# Screw Kohler and thier engineers.



## 504Plumber (Jan 26, 2011)

If you happen to see this toilet, run, run very far away. The original plumber used a wax ring instead of the gasket needed to set this toilet. After two weeks of waiting for a gasket we got it working. They called yesterday with a stoppage, the same toilet we repaired and another heap of junk in a different bathroom both stopped up in their respective stacks.


----------



## gitnerdun (Nov 5, 2008)

I installed one it was a Mfer. I did not furnish it and swear to never do it again. 6 hours.


----------



## UN1TED-WE-PLUMB (Oct 3, 2012)

Looks like total crap. Does it flush out the back through that trap? What conclusion did you come to as to why they both stopped up their stacks? Does it not flush enough water?

I hate when manufacturers try to reinvent the wheel


----------



## 504Plumber (Jan 26, 2011)

The toilet in the master bath I pulled out wet wipes, I would have to assume that was the case in the hall bath as well, did not pull anything out on that. These toilets flush like crap which could be the cause, it is 3" pvc in the ceiling. The trap in the back I would guess could be adapted to a rear flush or normal flush toilet. 

This thing has long rods that mount the toilet to the floor, they run through the seat holes onto wood set closet bolts with 1/4" rods. The first toilet I pulled one of the wood bolts broke off so I ended up having to drill the old threads out of the coupling and replace the bolt.


----------



## chuckscott (Oct 20, 2010)

504Plumber said:


> If you happen to see this toilet, run, run very far away. The original plumber used a wax ring instead of the gasket needed to set this toilet. After two weeks of waiting for a gasket we got it working. They called yesterday with a stoppage, the same toilet we repaired and another heap of junk in a different bathroom both stopped up in their respective stacks.

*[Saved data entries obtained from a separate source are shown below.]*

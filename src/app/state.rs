// ==========================================
// 固件发布记录系统 - 应用状态
// ==========================================
// 职责: 组装仓储、服务与鉴权门,作为命令的共享状态
// ==========================================

use std::sync::{Arc, Mutex};

use rusqlite::Connection;

use crate::auth::gate::AuthGate;
use crate::auth::token::TokenCodec;
use crate::config::AppConfig;
use crate::db::open_shared_connection;
use crate::repository::{ReleaseRepository, UserRepository};
use crate::service::{AuthService, ReleaseService, UserService};

/// 应用状态
///
/// 所有仓储共享同一个数据库连接
pub struct AppState {
    /// 共享连接
    pub conn: Arc<Mutex<Connection>>,

    /// 发布服务
    pub release_service: Arc<ReleaseService>,

    /// 用户服务
    pub user_service: Arc<UserService>,

    /// 登录服务
    pub auth_service: Arc<AuthService>,

    /// 鉴权门
    pub auth_gate: Arc<AuthGate>,
}

impl AppState {
    /// 按配置打开数据库并初始化全部组件
    ///
    /// # 说明
    /// 该方法会:
    /// 1. 打开数据库并建表 (幂等)
    /// 2. 初始化 Repository
    /// 3. 初始化服务与鉴权门
    pub fn new(config: &AppConfig) -> Result<Self, String> {
        tracing::info!("初始化AppState，数据库路径: {}", config.database_url);

        let conn = open_shared_connection(&config.database_url)
            .map_err(|e| format!("无法打开数据库: {}", e))?;

        Ok(Self::from_connection(conn, config))
    }

    /// 从已有连接组装 (调用方负责建表)
    pub fn from_connection(conn: Arc<Mutex<Connection>>, config: &AppConfig) -> Self {
        // ==========================================
        // 初始化Repository层
        // ==========================================
        let release_repo = Arc::new(ReleaseRepository::new(conn.clone()));
        let user_repo = Arc::new(UserRepository::new(conn.clone()));

        // ==========================================
        // 初始化服务与鉴权
        // ==========================================
        let codec = Arc::new(TokenCodec::new(&config.jwt_secret, config.token_leeway_secs));

        let release_service = Arc::new(ReleaseService::new(release_repo));
        let user_service = Arc::new(UserService::new(user_repo.clone()));
        let auth_service = Arc::new(AuthService::new(
            user_repo,
            codec.clone(),
            config.token_ttl(),
        ));
        let auth_gate = Arc::new(AuthGate::new(codec));

        tracing::info!("AppState初始化完成");

        Self {
            conn,
            release_service,
            user_service,
            auth_service,
            auth_gate,
        }
    }

    /// 初始化管理员 (配置中提供时)
    pub fn seed_admin(&self, config: &AppConfig) -> Result<Option<i64>, String> {
        match &config.admin_seed {
            Some(seed) => self
                .user_service
                .seed_admin(seed)
                .map_err(|e| format!("初始化管理员失败: {}", e)),
            None => Ok(None),
        }
    }
}
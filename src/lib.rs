// ==========================================
// 固件发布记录系统 - 核心库
// ==========================================
// 技术栈: Rust + SQLite
// 核心: 发布聚合的事务化持久化、列表查询、角色鉴权
// ==========================================

// ==========================================
// 模块声明
// ==========================================

// 领域层 - 实体与类型
pub mod domain;

// 数据仓储层 - 数据访问
pub mod repository;

// 服务层 - 业务规则
pub mod service;

// 鉴权层 - 口令/令牌/角色
pub mod auth;

// 配置层 - 环境变量
pub mod config;

// 数据库基础设施（连接初始化/PRAGMA/建表）
pub mod db;

// 日志系统
pub mod logging;

// 应用层 - 命令边界
pub mod app;

// ==========================================
// 重导出核心类型
// ==========================================

// 领域类型
pub use domain::types::{EntryClassification, FirmwareStatus, Role};

// 领域实体
pub use domain::{ChangelogEntry, FirmwareLink, Release, ReleaseFilter, ReleaseModule, User};

// 服务
pub use service::{AuthService, ReleaseService, ServiceError, UserService};

// 应用
pub use app::AppState;
pub use config::AppConfig;

// ==========================================
// 常量定义
// ==========================================

// 系统版本
pub const VERSION: &str = env!("CARGO_PKG_VERSION");

// 系统名称
pub const APP_NAME: &str = "固件发布记录系统";
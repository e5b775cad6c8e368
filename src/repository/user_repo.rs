// ==========================================
// 固件发布记录系统 - 用户数据仓储
// ==========================================
// 职责: 管理 users 表的查询/创建/角色变更
// 红线: create 一律写入 viewer,角色提升只能走 update_role
// ==========================================

use crate::domain::types::Role;
use crate::domain::user::{NewUser, User};
use crate::repository::error::{RepositoryError, RepositoryResult};
use crate::repository::sql_util::get_enum;
use rusqlite::{params, Connection, OptionalExtension, Row};
use std::sync::{Arc, Mutex};

// ==========================================
// UserRepository - 用户仓储
// ==========================================
pub struct UserRepository {
    conn: Arc<Mutex<Connection>>,
}

impl UserRepository {
    /// 创建新的 UserRepository 实例
    pub fn new(conn: Arc<Mutex<Connection>>) -> Self {
        Self { conn }
    }

    /// 获取数据库连接
    fn get_conn(&self) -> RepositoryResult<std::sync::MutexGuard<Connection>> {
        self.conn
            .lock()
            .map_err(|e| RepositoryError::LockError(e.to_string()))
    }

    /// 按邮箱查询 (不区分大小写,忽略首尾空白)
    ///
    /// # 返回
    /// - `Err(NotFound)`: 邮箱不存在
    pub fn find_by_email(&self, email: &str) -> RepositoryResult<User> {
        let conn = self.get_conn()?;
        let email = email.trim();

        conn.query_row(
            r#"SELECT id, name, email, password_hash, role
               FROM users
               WHERE LOWER(email) = LOWER(?1)"#,
            params![email],
            map_user_row,
        )
        .optional()?
        .ok_or_else(|| RepositoryError::not_found("User", email))
    }

    /// 按 id 查询
    pub fn find_by_id(&self, id: i64) -> RepositoryResult<User> {
        let conn = self.get_conn()?;

        conn.query_row(
            r#"SELECT id, name, email, password_hash, role
               FROM users
               WHERE id = ?1"#,
            params![id],
            map_user_row,
        )
        .optional()?
        .ok_or_else(|| RepositoryError::not_found("User", id))
    }

    /// 创建用户 (角色强制为 viewer)
    ///
    /// # 返回
    /// - `Ok(id)`: 新用户主键
    /// - `Err(UniqueConstraintViolation)`: 邮箱已存在
    pub fn create(&self, user: &NewUser) -> RepositoryResult<i64> {
        self.insert(user, Role::Viewer)
    }

    /// 以指定角色创建用户
    ///
    /// 仅供初始化管理员使用,不得暴露给注册入口
    pub fn create_with_role(&self, user: &NewUser, role: Role) -> RepositoryResult<i64> {
        self.insert(user, role)
    }

    /// 变更角色
    pub fn update_role(&self, id: i64, role: Role) -> RepositoryResult<()> {
        let conn = self.get_conn()?;
        let rows = conn.execute(
            "UPDATE users SET role = ?1 WHERE id = ?2",
            params![role.to_db_str(), id],
        )?;
        if rows == 0 {
            return Err(RepositoryError::not_found("User", id));
        }
        Ok(())
    }

    fn insert(&self, user: &NewUser, role: Role) -> RepositoryResult<i64> {
        let conn = self.get_conn()?;
        conn.execute(
            r#"INSERT INTO users (name, email, password_hash, role)
               VALUES (?1, ?2, ?3, ?4)"#,
            params![user.name, user.email, user.password_hash, role.to_db_str()],
        )?;
        Ok(conn.last_insert_rowid())
    }
}

fn map_user_row(row: &Row) -> rusqlite::Result<User> {
    Ok(User {
        id: row.get(0)?,
        name: row.get(1)?,
        email: row.get(2)?,
        password_hash: row.get(3)?,
        role: get_enum(row, 4)?,
    })
}

#[cfg(test)]
mod tests {
    use super::*;
    use crate::db::{configure_sqlite_connection, init_schema};

    fn setup_repo() -> UserRepository {
        let conn = Connection::open_in_memory().unwrap();
        configure_sqlite_connection(&conn).unwrap();
        init_schema(&conn).unwrap();
        UserRepository::new(Arc::new(Mutex::new(conn)))
    }

    fn new_user(email: &str) -> NewUser {
        NewUser {
            name: "Ana".to_string(),
            email: email.to_string(),
            password_hash: "$argon2id$stub".to_string(),
        }
    }

    #[test]
    fn test_create_forces_viewer() {
        let repo = setup_repo();
        let id = repo.create(&new_user("ana@example.com")).unwrap();

        let user = repo.find_by_id(id).unwrap();
        assert_eq!(user.role, Role::Viewer);
        assert_eq!(user.email, "ana@example.com");
    }

    #[test]
    fn test_find_by_email_is_case_insensitive() {
        let repo = setup_repo();
        let id = repo.create(&new_user("ana@example.com")).unwrap();

        let user = repo.find_by_email("  ANA@Example.COM ").unwrap();
        assert_eq!(user.id, id);

        let missing = repo.find_by_email("bob@example.com");
        assert!(matches!(missing, Err(RepositoryError::NotFound { .. })));
    }

    #[test]
    fn test_duplicate_email_is_unique_violation() {
        let repo = setup_repo();
        let id = repo.create(&new_user("ana@example.com")).unwrap();

        let err = repo.create(&new_user("Ana@Example.com")).unwrap_err();
        assert!(matches!(err, RepositoryError::UniqueConstraintViolation(_)));
        assert_eq!(repo.find_by_email("ana@example.com").unwrap().id, id);
    }

    #[test]
    fn test_update_role() {
        let repo = setup_repo();
        let id = repo.create(&new_user("ana@example.com")).unwrap();

        repo.update_role(id, Role::Editor).unwrap();
        assert_eq!(repo.find_by_id(id).unwrap().role, Role::Editor);

        let err = repo.update_role(id + 100, Role::Admin).unwrap_err();
        assert!(matches!(err, RepositoryError::NotFound { .. }));
    }
}
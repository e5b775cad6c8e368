// ==========================================
// 固件发布记录系统 - 登录服务
// ==========================================
// 职责: 校验口令并签发访问令牌
// 红线: 邮箱不存在与口令错误对调用方不可区分
// ==========================================

use std::sync::Arc;

use chrono::{Duration, Utc};
use serde::Serialize;

use crate::auth::password::verify_password;
use crate::auth::token::{TokenClaims, TokenCodec};
use crate::domain::types::Role;
use crate::domain::user::User;
use crate::repository::error::RepositoryError;
use crate::repository::user_repo::UserRepository;
use crate::service::error::{ServiceError, ServiceResult};

const INVALID_CREDENTIALS: &str = "invalid credentials";

/// 登录返回的用户信息 (不含口令哈希)
#[derive(Debug, Clone, PartialEq, Eq, Serialize)]
pub struct LoginUser {
    pub id: i64,
    pub name: String,
    pub email: String,
    pub role: Role,
}

impl From<&User> for LoginUser {
    fn from(user: &User) -> Self {
        Self {
            id: user.id,
            name: user.name.clone(),
            email: user.email.clone(),
            role: user.role,
        }
    }
}

#[derive(Debug, Clone, PartialEq, Eq, Serialize)]
pub struct LoginResponse {
    pub token: String,
    pub user: LoginUser,
}

pub struct AuthService {
    users: Arc<UserRepository>,
    codec: Arc<TokenCodec>,
    ttl: Duration,
}

impl AuthService {
    pub fn new(users: Arc<UserRepository>, codec: Arc<TokenCodec>, ttl: Duration) -> Self {
        Self { users, codec, ttl }
    }

    /// 登录
    ///
    /// # 返回
    /// - `Ok(LoginResponse)`: 令牌 + 用户信息
    /// - `Err(Unauthorized)`: 邮箱不存在或口令错误
    pub fn login(&self, email: &str, password: &str) -> ServiceResult<LoginResponse> {
        let user = match self.users.find_by_email(email) {
            Ok(user) => user,
            Err(RepositoryError::NotFound { .. }) => {
                tracing::warn!("登录失败: 邮箱不存在");
                return Err(ServiceError::unauthorized(INVALID_CREDENTIALS));
            }
            Err(e) => return Err(e.into()),
        };

        if !verify_password(password, &user.password_hash) {
            tracing::warn!("登录失败: 口令错误, user_id={}", user.id);
            return Err(ServiceError::unauthorized(INVALID_CREDENTIALS));
        }

        let claims = TokenClaims::for_user(&user, Utc::now(), self.ttl);
        let token = self.codec.issue(&claims)?;
        tracing::info!("登录成功: user_id={}, role={}", user.id, user.role);

        Ok(LoginResponse {
            token,
            user: LoginUser::from(&user),
        })
    }
}
// ==========================================
// 固件发布记录系统 - 配置层
// ==========================================
// 职责: 从进程环境加载应用配置
// ==========================================

pub mod app_config;

// 重导出核心配置
pub use app_config::{config_keys, AdminSeed, AppConfig, ConfigError, FileServerConfig};
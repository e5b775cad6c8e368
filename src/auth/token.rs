// ==========================================
// 固件发布记录系统 - 访问令牌
// ==========================================
// 格式: JWT,HS256 签名
// 声明: uid / role / email / sub / iat / nbf / exp / iss
// 红线: 校验时固定算法,拒绝其他签名算法
// ==========================================

use chrono::{DateTime, Duration, Utc};
use jsonwebtoken::{decode, encode, Algorithm, DecodingKey, EncodingKey, Header, Validation};
use serde::{Deserialize, Serialize};
use serde_json::Value;

use crate::domain::user::User;
use crate::service::error::{ServiceError, ServiceResult};

/// 签发方标识
pub const TOKEN_ISSUER: &str = "firmware-changelog";

/// nbf 相对签发时刻的回拨秒数 (容忍时钟偏差)
const NOT_BEFORE_SKEW_SECS: i64 = 5;

// ==========================================
// TokenClaims - 签发时写入的声明
// ==========================================
#[derive(Debug, Clone, PartialEq, Eq, Serialize, Deserialize)]
pub struct TokenClaims {
    pub uid: i64,
    pub role: String,
    pub email: String,
    pub sub: String,
    pub iat: i64,
    pub nbf: i64,
    pub exp: i64,
    pub iss: String,
}

impl TokenClaims {
    /// 为用户构造声明
    pub fn for_user(user: &User, now: DateTime<Utc>, ttl: Duration) -> Self {
        Self {
            uid: user.id,
            role: user.role.to_string(),
            email: user.email.clone(),
            sub: user.id.to_string(),
            iat: now.timestamp(),
            nbf: (now - Duration::seconds(NOT_BEFORE_SKEW_SECS)).timestamp(),
            exp: (now + ttl).timestamp(),
            iss: TOKEN_ISSUER.to_string(),
        }
    }
}

/// 校验时按原始 JSON 读取,身份声明的数值类型由 normalize_subject 统一
#[derive(Debug, Deserialize)]
struct RawClaims {
    #[serde(default)]
    uid: Option<Value>,
    #[serde(default)]
    sub: Option<Value>,
    #[serde(default)]
    role: Option<Value>,
    #[serde(default)]
    email: Option<Value>,
}

/// 校验通过后的声明
#[derive(Debug, Clone, PartialEq, Eq)]
pub struct VerifiedClaims {
    pub user_id: u64,
    pub role: Option<String>,
    pub email: Option<String>,
}

// ==========================================
// TokenCodec - 令牌编解码
// ==========================================
pub struct TokenCodec {
    encoding_key: EncodingKey,
    decoding_key: DecodingKey,
    validation: Validation,
}

impl TokenCodec {
    /// 以共享密钥创建编解码器
    ///
    /// # 参数
    /// - `secret`: HS256 共享密钥
    /// - `leeway_secs`: exp/nbf 校验的时钟容差
    pub fn new(secret: &str, leeway_secs: u64) -> Self {
        let mut validation = Validation::new(Algorithm::HS256);
        validation.leeway = leeway_secs;
        validation.validate_nbf = true;
        validation.set_required_spec_claims(&["exp"]);

        Self {
            encoding_key: EncodingKey::from_secret(secret.as_bytes()),
            decoding_key: DecodingKey::from_secret(secret.as_bytes()),
            validation,
        }
    }

    /// 签发令牌
    pub fn issue(&self, claims: &TokenClaims) -> ServiceResult<String> {
        encode(&Header::new(Algorithm::HS256), claims, &self.encoding_key)
            .map_err(|e| ServiceError::InternalError(format!("令牌签发失败: {}", e)))
    }

    /// 校验令牌 (签名 + 算法 + exp/nbf) 并归一化身份声明
    ///
    /// # 返回
    /// - `Err(Unauthorized)`: 签名/算法/时效不通过,或无法得到正整数身份
    pub fn verify(&self, token: &str) -> ServiceResult<VerifiedClaims> {
        let data = decode::<RawClaims>(token, &self.decoding_key, &self.validation)
            .map_err(|e| {
                tracing::debug!("令牌校验失败: {}", e);
                ServiceError::unauthorized("invalid token")
            })?;
        let claims = data.claims;

        let user_id = normalize_subject(claims.uid.as_ref(), claims.sub.as_ref())
            .ok_or_else(|| ServiceError::unauthorized("missing uid"))?;

        Ok(VerifiedClaims {
            user_id,
            role: claims.role.as_ref().and_then(as_text),
            email: claims.email.as_ref().and_then(as_text),
        })
    }
}

/// 从 uid / sub 声明中取出正整数身份
///
/// 接受整数、整值浮点数、十进制数字字符串; uid 优先,sub 兜底。
/// 两者都无法得到正整数时返回 None。
pub fn normalize_subject(uid: Option<&Value>, sub: Option<&Value>) -> Option<u64> {
    uid.and_then(positive_id).or_else(|| sub.and_then(positive_id))
}

fn positive_id(value: &Value) -> Option<u64> {
    match value {
        Value::Number(n) => {
            if let Some(id) = n.as_u64() {
                return (id > 0).then_some(id);
            }
            let f = n.as_f64()?;
            if f >= 1.0 && f.fract() == 0.0 && f < u64::MAX as f64 {
                Some(f as u64)
            } else {
                None
            }
        }
        Value::String(s) => s.trim().parse::<u64>().ok().filter(|id| *id > 0),
        _ => None,
    }
}

fn as_text(value: &Value) -> Option<String> {
    value
        .as_str()
        .map(str::trim)
        .filter(|s| !s.is_empty())
        .map(str::to_string)
}

#[cfg(test)]
mod tests {
    use super::*;
    use crate::domain::types::Role;
    use serde_json::json;

    fn sample_user() -> User {
        User {
            id: 42,
            name: "Ana".to_string(),
            email: "ana@example.com".to_string(),
            password_hash: String::new(),
            role: Role::Editor,
        }
    }

    #[test]
    fn test_normalize_subject_accepts_numeric_forms() {
        assert_eq!(normalize_subject(Some(&json!(7)), None), Some(7));
        assert_eq!(normalize_subject(Some(&json!(7.0)), None), Some(7));
        assert_eq!(normalize_subject(Some(&json!("7")), None), Some(7));
        assert_eq!(normalize_subject(None, Some(&json!("9"))), Some(9));
    }

    #[test]
    fn test_normalize_subject_rejects_non_positive() {
        assert_eq!(normalize_subject(Some(&json!(0)), None), None);
        assert_eq!(normalize_subject(Some(&json!(-3)), None), None);
        assert_eq!(normalize_subject(Some(&json!(2.5)), None), None);
        assert_eq!(normalize_subject(Some(&json!("abc")), None), None);
        assert_eq!(normalize_subject(Some(&json!(true)), None), None);
        assert_eq!(normalize_subject(None, None), None);
    }

    #[test]
    fn test_uid_wins_over_sub_and_sub_is_fallback() {
        assert_eq!(normalize_subject(Some(&json!(1)), Some(&json!("2"))), Some(1));
        assert_eq!(normalize_subject(Some(&json!(0)), Some(&json!("2"))), Some(2));
    }

    #[test]
    fn test_issue_then_verify() {
        let codec = TokenCodec::new("segredo", 5);
        let claims = TokenClaims::for_user(&sample_user(), Utc::now(), Duration::hours(2));
        assert_eq!(claims.nbf, claims.iat - 5);
        assert_eq!(claims.iss, TOKEN_ISSUER);

        let token = codec.issue(&claims).unwrap();
        let verified = codec.verify(&token).unwrap();

        assert_eq!(verified.user_id, 42);
        assert_eq!(verified.role.as_deref(), Some("editor"));
        assert_eq!(verified.email.as_deref(), Some("ana@example.com"));
    }

    #[test]
    fn test_verify_rejects_wrong_secret_and_expired() {
        let issuer = TokenCodec::new("outro", 0);
        let codec = TokenCodec::new("segredo", 0);
        let claims = TokenClaims::for_user(&sample_user(), Utc::now(), Duration::hours(1));
        let token = issuer.issue(&claims).unwrap();
        assert!(matches!(codec.verify(&token), Err(ServiceError::Unauthorized(_))));

        let stale = TokenClaims::for_user(
            &sample_user(),
            Utc::now() - Duration::hours(3),
            Duration::hours(1),
        );
        let token = codec.issue(&stale).unwrap();
        assert!(matches!(codec.verify(&token), Err(ServiceError::Unauthorized(_))));
    }

    #[test]
    fn test_verify_rejects_other_algorithm() {
        let codec = TokenCodec::new("segredo", 5);
        let claims = TokenClaims::for_user(&sample_user(), Utc::now(), Duration::hours(1));
        let token = encode(
            &Header::new(Algorithm::HS512),
            &claims,
            &EncodingKey::from_secret(b"segredo"),
        )
        .unwrap();

        assert!(matches!(codec.verify(&token), Err(ServiceError::Unauthorized(_))));
    }
}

Looks like a Caroma wannabe....


----------



## Tommy plumber (Feb 19, 2010)

Another college educated 'engineer' re-designing something. Thanks for the warning.


----------



## 504Plumber (Jan 26, 2011)

except that caroma looks like it uses screws at the bottom of the bowl. These asinine toilets use a 2ft long 1/4" rod through the seat holes to bolt to the floor. Also appears the water supply isn't hidden behind the bowl and in need of inline shutoff valves on the flex supply just to remove the tank. All that stuff in the second picture is what is needed to pull that toilet.


----------



## cbeck (Mar 7, 2012)

I put one of those in a few years ago, what a pain!! Never again


----------



## rjbphd (Feb 5, 2010)

Never put one in or repair one but thanks for the heads up !!


----------



## gitnerdun (Nov 5, 2008)

Yeah, the shutoff is in the tank. Those long rods, well mine are forever epoxied in the floor.


----------



## Drumma Plumma (Jun 5, 2012)

That looks about as stupid as the Toto "universal rough-in" apparatus that they use on a lot of their 1-piece toilets. Pure garbage.

A plain jane Wellworth, Drake, or Gerber is all I offer these days. I tell people to avoid most 1-piece toilets


----------



## Don The Plumber (Feb 14, 2010)

Drumma Plumma said:


> That looks about as stupid as the Toto "universal rough-in" apparatus that they use on a lot of their 1-piece toilets. Pure garbage.
> 
> A plain jane Wellworth, Drake, or Gerber is all I offer these days. I tell people to avoid most 1-piece toilets


 Ever try the Toto Ultramax II ? Thats an awesome 1-piece toilet. No plastic boot. Washes the rim good.:thumbsup:


----------



## PlumberDave (Jan 4, 2009)

I just like the thread title.!


----------